From file: The sun pierces the clouds over international waters north of Libya in the Mediterranean Sea on Sunday, Sept. 8, 2019 | Photo: Picture-alliance
From file: The sun pierces the clouds over international waters north of Libya in the Mediterranean Sea on Sunday, Sept. 8, 2019 | Photo: Picture-alliance

At least 43 migrants died off the coast of Libya in what has been described as the first major shipwreck in the area this year. While ten were rescued, the UN expects more casualties to follow.

According to a UN report, the shipwreck took place at the beginning of the week when a boat capsized a few hours after departing from the western Libyan city of Zawya, as its engine stopped amid poor sea conditions.
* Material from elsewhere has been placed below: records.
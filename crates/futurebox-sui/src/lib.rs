//! # futurebox-sui
//!
//! The chain-facing half of FutureBox: a thin JSON-RPC client for a Sui
//! fullnode, the capsule/NFT fetch adapters, the entry-point transaction
//! builders, and the wallet-session seam through which signed execution
//! is delegated.

pub mod client;
pub mod fetch;
pub mod rpc;
pub mod tx;
pub mod wallet;

pub use client::{ClientError, SuiClient};
pub use fetch::{fetch_capsules, fetch_owned_nfts};
pub use tx::{build_deposit, build_submit, build_vote, CallArg, MoveCall, TransactionRequest};
pub use wallet::{
    execute_with_deadline, ExecuteResponse, StaticWallet, WalletError, WalletSession,
    DEPOSIT_DEADLINE,
};
//! The batch-vote selection set.
//!
//! Users pick exactly [`MAX_SELECTED`] capsules before the vote/deposit
//! action unlocks. The set preserves insertion order; ids are sent to the
//! vote entry point in the order they were picked.

use crate::types::ObjectId;
use thiserror::Error;

/// Number of capsules a batch vote requires.
pub const MAX_SELECTED: usize = 5;

/// Errors from selection operations.
#[derive(Debug, Clone, Error, PartialEq, Eq)]
pub enum SelectionError {
    #[error("you can only select up to {MAX_SELECTED} capsules")]
    Full,
}

/// What a successful [`SelectionSet::toggle`] did.
#[derive(Debug, Clone, Copy, PartialEq, Eq)]
pub enum ToggleOutcome {
    /// The id was added to the set.
    Added,
    /// The id was already present and has been removed.
    Removed,
}

/// An ordered, duplicate-free set of up to [`MAX_SELECTED`] capsule ids.
#[derive(Debug, Clone, Default, PartialEq, Eq)]
pub struct SelectionSet {
    ids: Vec<ObjectId>,
}

impl SelectionSet {
    /// An empty selection.
    pub fn new() -> Self {
        Self::default()
    }

    /// Toggle membership of `id`.
    ///
    /// Removes the id when present; inserts it when the set has room.
    /// A sixth insert attempt leaves the set unchanged and returns
    /// [`SelectionError::Full`].
    pub fn toggle(&mut self, id: &ObjectId) -> Result<ToggleOutcome, SelectionError> {
        if let Some(pos) = self.ids.iter().position(|existing| existing == id) {
            self.ids.remove(pos);
            return Ok(ToggleOutcome::Removed);
        }
        if self.ids.len() >= MAX_SELECTED {
            return Err(SelectionError::Full);
        }
        self.ids.push(id.clone());
        Ok(ToggleOutcome::Added)
    }

    /// Whether `id` is currently selected.
    pub fn contains(&self, id: &ObjectId) -> bool {
        self.ids.iter().any(|existing| existing == id)
    }

    /// Number of selected ids.
    pub fn len(&self) -> usize {
        self.ids.len()
    }

    /// Whether nothing is selected.
    pub fn is_empty(&self) -> bool {
        self.ids.is_empty()
    }

    /// True iff exactly [`MAX_SELECTED`] ids are selected.
    pub fn is_complete(&self) -> bool {
        self.ids.len() == MAX_SELECTED
    }

    /// Selected ids in insertion order.
    pub fn ids(&self) -> &[ObjectId] {
        &self.ids
    }

    /// Drop every selection (after a successful deposit).
    pub fn clear(&mut self) {
        self.ids.clear();
    }
}

#[cfg(test)]
mod tests {
    use super::*;

    fn id(n: u8) -> ObjectId {
        format!("0x{n:x}").parse().unwrap()
    }

    #[test]
    fn toggle_adds_then_removes() {
        let mut set = SelectionSet::new();
        assert_eq!(set.toggle(&id(1)), Ok(ToggleOutcome::Added));
        assert!(set.contains(&id(1)));
        assert_eq!(set.toggle(&id(1)), Ok(ToggleOutcome::Removed));
        assert!(set.is_empty());
    }

    #[test]
    fn sixth_selection_rejected_unchanged() {
        let mut set = SelectionSet::new();
        for n in 1..=5 {
            set.toggle(&id(n)).unwrap();
        }
        assert!(set.is_complete());

        let before = set.clone();
        assert_eq!(set.toggle(&id(6)), Err(SelectionError::Full));
        assert_eq!(set, before);
    }

    #[test]
    fn deselect_still_works_when_full() {
        let mut set = SelectionSet::new();
        for n in 1..=5 {
            set.toggle(&id(n)).unwrap();
        }
        assert_eq!(set.toggle(&id(3)), Ok(ToggleOutcome::Removed));
        assert_eq!(set.len(), 4);
        assert!(!set.is_complete());
    }

    #[test]
    fn insertion_order_preserved() {
        let mut set = SelectionSet::new();
        for n in [3, 1, 4, 1, 5] {
            let _ = set.toggle(&id(n));
        }
        // 1 was toggled twice: added then removed.
        assert_eq!(set.ids(), &[id(3), id(4), id(5)]);
    }

    #[test]
    fn clear_empties_the_set() {
        let mut set = SelectionSet::new();
        set.toggle(&id(1)).unwrap();
        set.clear();
        assert!(set.is_empty());
        assert!(!set.is_complete());
    }
}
The ten survivors found thus far said that those who perished in the shipwreck were all males from West African countries. The survivors themselves were identified as originating from the Ivory Coast, Nigeria, Ghana and Gambia.
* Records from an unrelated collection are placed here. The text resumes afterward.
//! Transaction building for the FutureBox entry points.
//!
//! Builders are pure: each constructs a request with exactly one call to
//! a named entry point and typed positional arguments. Signing and
//! execution are the wallet session's job.

use serde::{Deserialize, Serialize};
use thiserror::Error;

use futurebox_core::config::{Config, FN_CREATE, FN_DEPOSIT, FN_VOTE};
use futurebox_core::content::{CapsuleContent, Submission};
use futurebox_core::selection::{SelectionSet, MAX_SELECTED};
use futurebox_core::types::ObjectId;

/// Errors from transaction building.
#[derive(Debug, Error, PartialEq, Eq)]
pub enum TxError {
    #[error("a batch vote needs exactly {MAX_SELECTED} capsules, got {selected}")]
    SelectionIncomplete {
        /// How many ids were selected.
        selected: usize,
    },
}

/// A positional argument to an entry-point call.
#[derive(Debug, Clone, PartialEq, Eq, Serialize, Deserialize)]
#[serde(tag = "kind", content = "value", rename_all = "snake_case")]
pub enum CallArg {
    /// A UTF-8 string.
    Pure(String),
    /// A small unsigned integer tag.
    PureU8(u8),
    /// A single object reference (owned or shared).
    Object(ObjectId),
    /// A list of object ids.
    ObjectVec(Vec<ObjectId>),
}

/// One call to a named entry point.
#[derive(Debug, Clone, PartialEq, Eq, Serialize, Deserialize)]
pub struct MoveCall {
    /// Fully qualified `package::module::function` target.
    pub target: String,
    /// Positional arguments matching the target's signature.
    pub args: Vec<CallArg>,
}

/// A transaction ready to hand to the wallet for signing and execution.
#[derive(Debug, Clone, PartialEq, Eq, Serialize, Deserialize)]
pub struct TransactionRequest {
    /// The single entry-point call.
    pub call: MoveCall,
    /// Chain tag the wallet should execute against (e.g. `sui:testnet`).
    pub chain: String,
}

impl TransactionRequest {
    fn new(config: &Config, function: &str, args: Vec<CallArg>) -> Self {
        Self {
            call: MoveCall {
                target: config.target(function),
                args,
            },
            chain: config.network.chain_tag().to_string(),
        }
    }
}

/// Build a capsule-creation transaction.
///
/// Argument arity follows the content variant: the title and kind tag
/// always lead, then text, image, or both.
pub fn build_submit(config: &Config, submission: &Submission) -> TransactionRequest {
    let mut args = vec![
        CallArg::Pure(submission.title.clone()),
        CallArg::PureU8(submission.content.kind_tag()),
    ];
    match &submission.content {
        CapsuleContent::Text(text) => args.push(CallArg::Pure(text.clone())),
        CapsuleContent::Image(image) => args.push(CallArg::Pure(image.clone())),
        CapsuleContent::Both { text, image } => {
            args.push(CallArg::Pure(text.clone()));
            args.push(CallArg::Pure(image.clone()));
        }
    }
    TransactionRequest::new(config, FN_CREATE, args)
}

/// Build a batch-vote transaction from a complete selection.
///
/// The view layer is the primary gate on selection size; this check is a
/// backstop so an incomplete batch can never reach the wallet.
pub fn build_vote(config: &Config, selection: &SelectionSet) -> Result<TransactionRequest, TxError> {
    if !selection.is_complete() {
        return Err(TxError::SelectionIncomplete {
            selected: selection.len(),
        });
    }
    let args = vec![
        CallArg::ObjectVec(selection.ids().to_vec()),
        CallArg::Object(config.pool_id.clone()),
    ];
    Ok(TransactionRequest::new(config, FN_VOTE, args))
}

/// Build a transaction depositing one owned NFT into the pool.
pub fn build_deposit(config: &Config, nft: &ObjectId) -> TransactionRequest {
    let args = vec![
        CallArg::Object(config.pool_id.clone()),
        CallArg::Object(nft.clone()),
    ];
    TransactionRequest::new(config, FN_DEPOSIT, args)
}
//! Leaderboard ranking.

use crate::types::Capsule;

/// Sort capsules by descending numeric vote count.
///
/// The sort is stable: ties, and capsules whose vote field does not
/// parse (sentinel), keep their input relative order.
pub fn rank_by_votes(mut capsules: Vec<Capsule>) -> Vec<Capsule> {
    capsules.sort_by(|a, b| b.votes().cmp(&a.votes()));
    capsules
}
The shipwreck was the first of its kind in 2021, however, thousands of people have lost their lives in recent years trying to cross the Mediterranean from Libya to Europe. Last year alone, hundreds of deaths were recorded on the popular migration route — a number that could in reality even be "much higher" due to the lack of proper monitoring mechanisms in the area, according to the UN

On the basis of these casualty numbers, it is considered the most deadly migration route in the world.

Desperate call for change

The International Organization for Migration (IOM) and the UNHCR said they were "deeply saddened" by the tragedy, adding that they expected that the final number of deaths could still increase.
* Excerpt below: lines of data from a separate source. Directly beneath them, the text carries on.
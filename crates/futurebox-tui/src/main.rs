//! # futurebox
//!
//! Entry point for the `futurebox` terminal client.
//!
//! Connects to a Sui fullnode, renders the capsule pages, and hands
//! every write to the configured wallet session.

use std::io::stdout;
use std::sync::Arc;
use std::time::Duration;

use clap::Parser;
use crossterm::execute;
use crossterm::terminal::{
    disable_raw_mode, enable_raw_mode, EnterAlternateScreen, LeaveAlternateScreen,
};
use ratatui::backend::CrosstermBackend;
use ratatui::Terminal;
use tokio::sync::mpsc;
use tracing::info;
use tracing_subscriber::EnvFilter;

use futurebox_core::config::Config;
use futurebox_core::network::Network;
use futurebox_core::types::SuiAddress;
use futurebox_sui::client::SuiClient;
use futurebox_sui::wallet::{StaticWallet, WalletSession};

mod app;
mod event;
mod notify;
mod tasks;
mod ui;

use app::App;
use event::{Event, EventHandler};
use tasks::TaskRunner;

/// Tick interval driving toast expiry and redraws.
const TICK_RATE: Duration = Duration::from_millis(250);

/// FutureBox — browse, vote on, and submit capsules on Sui testnet.
#[derive(Parser)]
#[command(name = "futurebox", version, about)]
struct Cli {
    /// Network to connect to (testnet, devnet, mainnet, localnet).
    #[arg(long, default_value = "testnet")]
    network: Network,

    /// Fullnode RPC URL override.
    #[arg(long)]
    rpc_url: Option<String>,

    /// Account address for a watch-only session (0x...).
    #[arg(long)]
    address: Option<SuiAddress>,
}

/// RAII guard that restores the terminal on drop, even on panic.
struct TerminalGuard;

impl TerminalGuard {
    fn enter() -> std::io::Result<Self> {
        enable_raw_mode()?;
        execute!(stdout(), EnterAlternateScreen)?;
        Ok(Self)
    }
}

impl Drop for TerminalGuard {
    fn drop(&mut self) {
        let _ = disable_raw_mode();
        let _ = execute!(stdout(), LeaveAlternateScreen);
    }
}

#[tokio::main]
async fn main() {
    // Logs go to stderr so they never corrupt the alternate screen.
    tracing_subscriber::fmt()
        .with_env_filter(EnvFilter::from_default_env())
        .with_writer(std::io::stderr)
        .init();

    let cli = Cli::parse();

    if let Err(e) = run(cli).await {
        eprintln!("Error: {e}");
        std::process::exit(1);
    }
}

async fn run(cli: Cli) -> Result<(), Box<dyn std::error::Error>> {
    let config = Config {
        network: cli.network,
        rpc_url: cli.rpc_url,
        ..Config::default()
    };
    info!(network = %config.network, url = config.effective_rpc_url(), "starting futurebox");

    let client = Arc::new(SuiClient::with_url(config.effective_rpc_url()));
    let wallet: Arc<dyn WalletSession> = match cli.address {
        Some(address) => Arc::new(StaticWallet::watch_only(address)),
        None => Arc::new(StaticWallet::disconnected()),
    };

    let (msg_tx, mut msg_rx) = mpsc::unbounded_channel();
    let runner = TaskRunner::new(client, wallet.clone(), config.clone(), msg_tx);
    let mut app = App::new(config, wallet.address());

    // Initial mount of the capsules page.
    runner.run(app.refetch_capsules());

    let _guard = TerminalGuard::enter()?;
    let mut terminal = Terminal::new(CrosstermBackend::new(stdout()))?;
    let mut events = EventHandler::new(TICK_RATE);

    loop {
        terminal.draw(|frame| ui::draw(frame, &app))?;

        tokio::select! {
            maybe_event = events.next() => {
                match maybe_event {
                    Some(Event::Tick) => app.on_tick(),
                    Some(Event::Key(key)) => {
                        if let Some(effect) = app.handle_key(key) {
                            runner.run(effect);
                        }
                    }
                    Some(Event::Resize(..)) => {}
                    None => break,
                }
            }
            Some(msg) = msg_rx.recv() => {
                if let Some(effect) = app.apply(msg) {
                    runner.run(effect);
                }
            }
        }

        if app.should_quit {
            break;
        }
    }

    Ok(())
}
"This loss of life highlights once more the need for re-activation of state-led search and rescue operations, a gap NGO and commercial vessels are trying to fill despite their limited resources," the two UN agencies said in a joint statement.

IOM and UNHCR also reiterated a call on the international community "for an urgent and measurable shift in the approach to the situation in the Mediterranean."

Both agencies added that this would "include ending returns to unsafe ports, establishing a safe and predictable disembarkation mechanism followed by a tangible show of solidarity from European states with countries receiving high numbers of arrivals."

Inhumane conditions

Libya has become a key route for irregular migration to Europe since the overthrow of longtime dictator Moammar Gaddafi a decade ago. While many migrants have drowned at sea, thousands have been since intercepted by Libya's coastguard, which is backed by Italy and the EU, and returned to Libya to be held in camps.

There have also been countless reports of instances of arbitrary detention of migrants and refugees within Libya. Reports of rape, torture, forced labor and murder have all emerged from the camps, as well as images smuggled out, where migrants are seen being kept in inhumane conditions day and night.

"The situation for migrants and refugees in Libya remains extremely precarious," the UN said. "Should inaction and impunity prevail, more avoidable and tragic loss of life can be expected."